1960 – Publica Noite de Natal (infantil). Publica o ensaio Poesia e Realidade.
1961 – Publica O Cristo Cigano.
1962 – Publica Livro Sexto e Contos Exemplares (ficção).
1964 – Livro Sexto é distinguido com o Grande Prêmio de Poesia da Sociedade Portuguesa de Escritores. Publica O Cavaleiro da Dinamarca (infantil).
1967 – Publica Geografia.
1968 – Publica A Floresta (infantil) e Antologia, cuja 5ª edição (1985 – Figueirinhas) é prefaciada por Eduardo Lourenço.
1970 – Publica Grades.
1972 – Publica Dual.
1975 – Publica o ensaio O Nu na Antiguidade Clássica, integrado em O Nu e a Arte, uma edição dos Estúdios Cor.
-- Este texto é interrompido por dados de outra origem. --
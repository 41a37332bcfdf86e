// File: scorebot-core/src/repositories/mod.rs

pub mod file;
pub mod sqlite;

pub use file::FileCredentialStore;
pub use sqlite::SqlitePredictionLedger;
pub use scorebot_common::traits::repository_traits::{CredentialStore, PredictionLedger};
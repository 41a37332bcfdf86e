// File: scorebot-core/src/platforms/twitch_eventsub/mod.rs

pub mod events;
pub mod frames;
pub mod runtime;
pub mod session;

pub use events::{parse_chat_notification, ChannelChatMessage};
pub use frames::{decode_frame, EventSubFrame, SessionInfo};
pub use runtime::EventSubConnection;
pub use session::{ConnectionState, Session};
// File: scorebot-common/src/models/credential.rs

use chrono::{DateTime, Duration, Utc};
use serde::{Deserialize, Serialize};

/// Matches the JSON returned by the identity provider's token endpoint.
///
/// Every field is optional on the wire so an incomplete body can be detected
/// and reported instead of failing as an opaque JSON error.
#[derive(Debug, Clone, Default, Deserialize)]
pub struct TokenResponse {
    pub access_token: Option<String>,
    pub refresh_token: Option<String>,
    pub expires_in: Option<i64>,
    #[serde(default)]
    pub scope: Option<Vec<String>>,
    #[serde(default)]
    pub token_type: Option<String>,
}

impl TokenResponse {
    pub fn is_complete(&self) -> bool {
        self.access_token.as_deref().is_some_and(|t| !t.is_empty())
            && self.refresh_token.as_deref().is_some_and(|t| !t.is_empty())
            && self.expires_in.is_some()
    }
}

/// The one OAuth access/refresh pair the process runs on.
#[derive(Debug, Clone, PartialEq, Eq, Serialize, Deserialize)]
pub struct Credential {
    pub access_token: String,
    pub refresh_token: String,
    pub expires_at: DateTime<Utc>,
}

impl Credential {
    /// Builds a credential from a complete token response; `expires_at` is
    /// always `issued_at + expires_in`. Returns `None` for incomplete bodies
    /// and for lifetimes that do not fit in a timestamp.
    pub fn from_token_response(resp: &TokenResponse, issued_at: DateTime<Utc>) -> Option<Self> {
        if !resp.is_complete() {
            return None;
        }
        let lifetime = Duration::try_seconds(resp.expires_in?)?;
        Some(Self {
            access_token: resp.access_token.clone()?,
            refresh_token: resp.refresh_token.clone()?,
            expires_at: issued_at.checked_add_signed(lifetime)?,
        })
    }

    pub fn is_expired_at(&self, now: DateTime<Utc>) -> bool {
        now >= self.expires_at
    }

    pub fn is_expired(&self) -> bool {
        self.is_expired_at(Utc::now())
    }

    pub fn has_refresh_token(&self) -> bool {
        !self.refresh_token.is_empty()
    }

    /// First few characters of the access token, safe for logs.
    pub fn token_preview(&self) -> String {
        let prefix: String = self.access_token.chars().take(5).collect();
        format!("{prefix}...")
    }
}

/// Body of a successful `GET /oauth2/validate`.
#[derive(Debug, Clone, PartialEq, Eq, Serialize, Deserialize)]
pub struct TokenValidation {
    pub client_id: String,
    #[serde(default)]
    pub login: String,
    pub user_id: String,
    #[serde(default)]
    pub scopes: Vec<String>,
    #[serde(default)]
    pub expires_in: i64,
}
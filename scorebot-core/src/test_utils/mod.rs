// File: scorebot-core/src/test_utils/mod.rs

pub mod fakes;
pub mod helpers;

pub use fakes::{InMemoryPredictionLedger, MemoryCredentialStore, RecordingMessenger, RecordingSink};
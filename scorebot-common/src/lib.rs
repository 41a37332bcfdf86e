// scorebot-common/src/lib.rs

pub mod error;
pub mod models;
pub mod traits;

pub use error::Error;
// File: scorebot-core/src/db.rs

use std::str::FromStr;
use sqlx::sqlite::{SqliteConnectOptions, SqlitePoolOptions};
use sqlx::{Pool, Sqlite};
use tracing::info;

use crate::Error;

#[derive(Clone)]
pub struct Database {
    pool: Pool<Sqlite>,
}

impl Database {
    /// Opens (creating if needed) the SQLite file at `database_path`.
    /// `":memory:"` gives a private in-memory database on a single connection.
    pub async fn new(database_path: &str) -> Result<Self, Error> {
        if database_path == ":memory:" {
            return Self::in_memory().await;
        }

        if let Some(parent) = std::path::Path::new(database_path).parent() {
            if !parent.as_os_str().is_empty() && !parent.exists() {
                std::fs::create_dir_all(parent)?;
            }
        }

        let options = SqliteConnectOptions::from_str(&format!("sqlite://{database_path}"))?
            .create_if_missing(true);

        info!("Connecting to SQLite database at: {}", database_path);
        let pool = SqlitePoolOptions::new()
            .max_connections(5)
            .connect_with(options)
            .await?;
        Ok(Self { pool })
    }

    pub async fn in_memory() -> Result<Self, Error> {
        // One connection, otherwise each pooled connection sees its own empty db.
        let pool = SqlitePoolOptions::new()
            .max_connections(1)
            .idle_timeout(None)
            .max_lifetime(None)
            .connect("sqlite::memory:")
            .await?;
        Ok(Self { pool })
    }

    pub fn from_pool(pool: Pool<Sqlite>) -> Self {
        Self { pool }
    }

    pub async fn migrate(&self) -> Result<(), Error> {
        info!("Applying migrations...");
        sqlx::migrate!("./migrations").run(&self.pool).await?;
        info!("Migrations applied successfully.");
        Ok(())
    }

    pub fn pool(&self) -> &Pool<Sqlite> {
        &self.pool
    }
}
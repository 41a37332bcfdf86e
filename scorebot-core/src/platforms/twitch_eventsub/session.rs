// File: scorebot-core/src/platforms/twitch_eventsub/session.rs

use std::fmt;

#[derive(Debug, Clone, Copy, PartialEq, Eq, Default)]
pub enum ConnectionState {
    #[default]
    Disconnected,
    Connecting,
    Welcomed,
    Subscribed,
}

impl fmt::Display for ConnectionState {
    fn fmt(&self, f: &mut fmt::Formatter<'_>) -> fmt::Result {
        let s = match self {
            ConnectionState::Disconnected => "disconnected",
            ConnectionState::Connecting => "connecting",
            ConnectionState::Welcomed => "welcomed",
            ConnectionState::Subscribed => "subscribed",
        };
        f.write_str(s)
    }
}

/// Identity of one live websocket connection. A session id only exists
/// between the welcome frame and the next close.
#[derive(Debug, Clone, Default, PartialEq, Eq)]
pub struct Session {
    session_id: Option<String>,
    state: ConnectionState,
}

impl Session {
    pub fn session_id(&self) -> Option<&str> {
        self.session_id.as_deref()
    }

    pub fn state(&self) -> ConnectionState {
        self.state
    }

    pub fn connecting(&mut self) {
        self.session_id = None;
        self.state = ConnectionState::Connecting;
    }

    pub fn welcomed(&mut self, session_id: &str) {
        self.session_id = Some(session_id.to_string());
        self.state = ConnectionState::Welcomed;
    }

    /// Only a welcomed session can become subscribed.
    pub fn subscribed(&mut self) -> bool {
        if self.state != ConnectionState::Welcomed {
            return false;
        }
        self.state = ConnectionState::Subscribed;
        true
    }

    pub fn reset(&mut self) {
        self.session_id = None;
        self.state = ConnectionState::Disconnected;
    }
}

#[cfg(test)]
mod tests {
    use super::*;

    #[test]
    fn lifecycle() {
        let mut s = Session::default();
        assert_eq!(s.state(), ConnectionState::Disconnected);
        assert!(!s.subscribed());

        s.connecting();
        assert_eq!(s.state(), ConnectionState::Connecting);
        assert!(!s.subscribed());

        s.welcomed("abc");
        assert_eq!(s.session_id(), Some("abc"));
        assert!(s.subscribed());
        assert_eq!(s.state(), ConnectionState::Subscribed);

        s.reset();
        assert_eq!(s, Session::default());
    }
}
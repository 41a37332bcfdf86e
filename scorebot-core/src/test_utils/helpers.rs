// File: scorebot-core/src/test_utils/helpers.rs

use scorebot_common::models::{Badge, ChatEvent};
use crate::db::Database;
use crate::Error;

/// Fresh in-memory SQLite database with all migrations applied.
pub async fn setup_test_database() -> Result<Database, Error> {
    let db = Database::in_memory().await?;
    db.migrate().await?;
    Ok(db)
}

/// A chat line in channel `streamer` from `chatter_login`, carrying one
/// badge per entry of `badge_sets`.
pub fn chat_event(chatter_id: &str, chatter_login: &str, text: &str, badge_sets: &[&str]) -> ChatEvent {
    ChatEvent {
        broadcaster_user_id: "1000".to_string(),
        broadcaster_login: "streamer".to_string(),
        chatter_id: chatter_id.to_string(),
        chatter_login: chatter_login.to_string(),
        text: text.to_string(),
        badges: badge_sets
            .iter()
            .map(|set| Badge {
                set_id: set.to_string(),
                id: "1".to_string(),
                info: String::new(),
            })
            .collect(),
    }
}
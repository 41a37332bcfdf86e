// File: scorebot-core/src/platforms/twitch/requests/eventsub.rs

use serde::{Deserialize, Serialize};
use serde_json::json;
use tracing::{debug, info};

use crate::platforms::twitch::client::TwitchHelixClient;
use crate::Error;

pub const CHANNEL_CHAT_MESSAGE: &str = "channel.chat.message";

#[derive(Debug, Clone, PartialEq, Serialize)]
pub struct EventSubSubscriptionRequest {
    #[serde(rename = "type")]
    pub sub_type: String,
    pub version: String,
    pub condition: serde_json::Value,
    pub transport: WebsocketTransport,
}

#[derive(Debug, Clone, PartialEq, Serialize)]
pub struct WebsocketTransport {
    pub method: String,
    pub session_id: String,
}

impl EventSubSubscriptionRequest {
    /// `channel.chat.message` v1 read as `user_id` in `broadcaster_user_id`'s chat.
    pub fn channel_chat_message(broadcaster_user_id: &str, user_id: &str, session_id: &str) -> Self {
        Self {
            sub_type: CHANNEL_CHAT_MESSAGE.to_string(),
            version: "1".to_string(),
            condition: json!({
                "broadcaster_user_id": broadcaster_user_id,
                "user_id": user_id,
            }),
            transport: WebsocketTransport {
                method: "websocket".to_string(),
                session_id: session_id.to_string(),
            },
        }
    }
}

#[derive(Debug, Deserialize)]
struct CreateSubscriptionResponse {
    #[serde(default)]
    data: Vec<CreatedSubscription>,
}

#[derive(Debug, Deserialize)]
struct CreatedSubscription {
    id: String,
    #[serde(default)]
    status: String,
}

impl TwitchHelixClient {
    /// Registers a subscription on a websocket session. Anything but HTTP 202
    /// is an error; the returned string is the subscription id (may be empty
    /// if the body carried none).
    pub async fn create_eventsub_subscription(
        &self,
        token: &str,
        request: &EventSubSubscriptionRequest,
    ) -> Result<String, Error> {
        let url = self.url("eventsub/subscriptions");
        debug!("[Helix] subscribing to {} v{}", request.sub_type, request.version);

        let resp = self
            .authed(self.http_client().post(&url), token)
            .json(request)
            .send()
            .await?;
        let resp = Self::expect_status("eventsub/subscriptions", resp, 202).await?;

        let body = resp.text().await.unwrap_or_default();
        let created = serde_json::from_str::<CreateSubscriptionResponse>(&body)
            .ok()
            .and_then(|r| r.data.into_iter().next());

        match created {
            Some(sub) => {
                info!("[Helix] subscribed to {} (id={}, status={})", request.sub_type, sub.id, sub.status);
                Ok(sub.id)
            }
            None => {
                info!("[Helix] subscribed to {}", request.sub_type);
                Ok(String::new())
            }
        }
    }
}

#[cfg(test)]
mod tests {
    use super::*;

    #[test]
    fn chat_message_request_has_wire_shape() {
        let req = EventSubSubscriptionRequest::channel_chat_message("100", "200", "sess-1");
        let value = serde_json::to_value(&req).unwrap();
        assert_eq!(
            value,
            json!({
                "type": "channel.chat.message",
                "version": "1",
                "condition": { "broadcaster_user_id": "100", "user_id": "200" },
                "transport": { "method": "websocket", "session_id": "sess-1" }
            })
        );
    }
}
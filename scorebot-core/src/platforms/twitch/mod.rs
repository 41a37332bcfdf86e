// File: scorebot-core/src/platforms/twitch/mod.rs

pub mod client;
pub mod requests;

pub use client::TwitchHelixClient;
Eleita deputada pelo Partido Socialista à Assembléia Constituinte.
1977 – Publica O Nome das Coisas, distinguido com o Prêmio Teixeira de Pascoaes.
1983 – Publica Navegações, recebe o Prêmio da Crítica do Centro Português da Associação de Críticos Literários.
1984 – Publica Histórias da Terra e do Mar (ficção).
1985 – Publica Árvore (infantil).
1989 – Publica Ilhas, distinguido com os Prêmios D. Dinis, da Fundação Casa de Mateus e
1990 – Reúne toda a sua obra em três volumes: Obra Poética, com a chancela da Editorial Caminho; é distinguida com o Grande Prêmio de Poesia Pen Clube.
1992 – Grande Prêmio Calouste Gulbenkian de Literatura para Crianças.
1994 – Publica “Musa”. Recebe o Prêmio Vida Literária da Associação Portuguesa de Escritores. Publica Signo, um livro/disco com poemas lidos por Luís Miguel Sintra.
1995 – Placa de Honra do Prêmio Petrarca, atribuída em Itália.
1996 – Homenageada do Carrefour des Littératures, na IV Primavera Portuguesa de Bordéus e da Aquitânia.
1998 – Seu livro O Búzio de Cós, é distinguido com o Prêmio da Fundação Luís Miguel Nava.
1999 – É a primeira mulher portuguesa a receber o Prêmio Camões.
2003 – Recebe o Prêmio Rainha Sofia de poesia ibero-americana.
2004 – Morre, no dia 2 de Julho, Sophia de Mello Breyner.